> WHAT YOU SHOULD DO
Go over the data below and say how many lines hold the word "SessionFlags". Only the number is needed.

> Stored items
════════════════════
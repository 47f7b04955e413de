use crate::session::SessionFlags;
use macroquad::prelude::*;
use shared::PickupRecord;

/// Drawing sink used by the screens and overlays.
///
/// Coordinates are in window pixels with the origin top left. Text is placed
/// by its top edge, the way the screen layouts are specified; the macroquad
/// implementation shifts it onto the font baseline.
pub trait Canvas {
    fn clear(&mut self, color: Color);
    fn rect(&mut self, x: f32, y: f32, w: f32, h: f32, color: Color);
    fn rect_lines(&mut self, x: f32, y: f32, w: f32, h: f32, thickness: f32, color: Color);
    fn circle(&mut self, x: f32, y: f32, radius: f32, color: Color);
    fn text(&mut self, text: &str, x: f32, y: f32, size: f32, color: Color);
    fn text_width(&self, text: &str, size: f32) -> f32;
}

/// Canvas backed by the macroquad window.
pub struct MacroquadCanvas;

impl Canvas for MacroquadCanvas {
    fn clear(&mut self, color: Color) {
        clear_background(color);
    }

    fn rect(&mut self, x: f32, y: f32, w: f32, h: f32, color: Color) {
        draw_rectangle(x, y, w, h, color);
    }

    fn rect_lines(&mut self, x: f32, y: f32, w: f32, h: f32, thickness: f32, color: Color) {
        draw_rectangle_lines(x, y, w, h, thickness, color);
    }

    fn circle(&mut self, x: f32, y: f32, radius: f32, color: Color) {
        draw_circle(x, y, radius, color);
    }

    fn text(&mut self, text: &str, x: f32, y: f32, size: f32, color: Color) {
        draw_text(text, x, y + size * 0.8, size, color);
    }

    fn text_width(&self, text: &str, size: f32) -> f32 {
        measure_text(text, None, size as u16, 1.0).width
    }
}

pub fn background_color() -> Color {
    Color::from_rgba(245, 245, 245, 255)
}

const PICKUP_RADIUS: f32 = 12.0;

/// Draws the overlays that sit on top of whichever screen is active.
pub struct Renderer {
    width: f32,
    height: f32,
}

impl Renderer {
    pub fn new(width: i32, height: i32) -> Self {
        Renderer {
            width: width as f32,
            height: height as f32,
        }
    }

    pub fn draw_pickups(&self, canvas: &mut dyn Canvas, pickups: &[PickupRecord]) {
        for pickup in pickups {
            let x = pickup.x as f32;
            let y = pickup.y as f32;

            canvas.circle(x, y, PICKUP_RADIUS, MAROON);
            canvas.text(&pickup.kind, x - 20.0, y - 28.0, 10.0, BLACK);
            canvas.text(&pickup.value.to_string(), x - 8.0, y + 16.0, 10.0, DARKGRAY);
        }
    }

    pub fn draw_score(&self, canvas: &mut dyn Canvas, score: i64) {
        let text = format!("Score: {}", score);
        let width = canvas.text_width(&text, 24.0);
        canvas.text(&text, self.width - width - 20.0, 20.0, 24.0, DARKBLUE);
    }

    pub fn draw_connection_status(
        &self,
        canvas: &mut dyn Canvas,
        flags: &SessionFlags,
        identity: Option<i32>,
    ) {
        let y = self.height - 20.0;
        let color = if flags.connected { GREEN } else { RED };
        canvas.rect(self.width - 110.0, y, 8.0, 8.0, color);

        let label = match (flags.connected, identity) {
            (true, Some(id)) => format!("ONLINE #{}", id),
            (true, None) => "ONLINE".to_string(),
            (false, _) => "OFFLINE".to_string(),
        };
        canvas.text(&label, self.width - 96.0, y - 1.0, 10.0, GRAY);
    }
}

#[cfg(test)]
pub(crate) mod recording {
    use super::*;

    #[derive(Debug, Clone, PartialEq)]
    pub enum DrawOp {
        Clear,
        Rect { x: f32, y: f32, w: f32, h: f32 },
        RectLines { x: f32, y: f32, w: f32, h: f32 },
        Circle { x: f32, y: f32, radius: f32 },
        Text { text: String, x: f32, y: f32 },
    }

    /// Canvas that records what would have been drawn.
    #[derive(Default)]
    pub struct RecordingCanvas {
        pub ops: Vec<DrawOp>,
    }

    impl RecordingCanvas {
        pub fn texts(&self) -> Vec<&str> {
            self.ops
                .iter()
                .filter_map(|op| match op {
                    DrawOp::Text { text, .. } => Some(text.as_str()),
                    _ => None,
                })
                .collect()
        }

        pub fn has_text(&self, needle: &str) -> bool {
            self.texts().iter().any(|text| text.contains(needle))
        }

        pub fn circles(&self) -> usize {
            self.ops
                .iter()
                .filter(|op| matches!(op, DrawOp::Circle { .. }))
                .count()
        }
    }

    impl Canvas for RecordingCanvas {
        fn clear(&mut self, _color: Color) {
            self.ops.push(DrawOp::Clear);
        }

        fn rect(&mut self, x: f32, y: f32, w: f32, h: f32, _color: Color) {
            self.ops.push(DrawOp::Rect { x, y, w, h });
        }

        fn rect_lines(&mut self, x: f32, y: f32, w: f32, h: f32, _thickness: f32, _color: Color) {
            self.ops.push(DrawOp::RectLines { x, y, w, h });
        }

        fn circle(&mut self, x: f32, y: f32, radius: f32, _color: Color) {
            self.ops.push(DrawOp::Circle { x, y, radius });
        }

        fn text(&mut self, text: &str, x: f32, y: f32, _size: f32, _color: Color) {
            self.ops.push(DrawOp::Text {
                text: text.to_string(),
                x,
                y,
            });
        }

        fn text_width(&self, text: &str, size: f32) -> f32 {
            text.chars().count() as f32 * size * 0.5
        }
    }
}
════════════════════
> TASK RESPONSE
2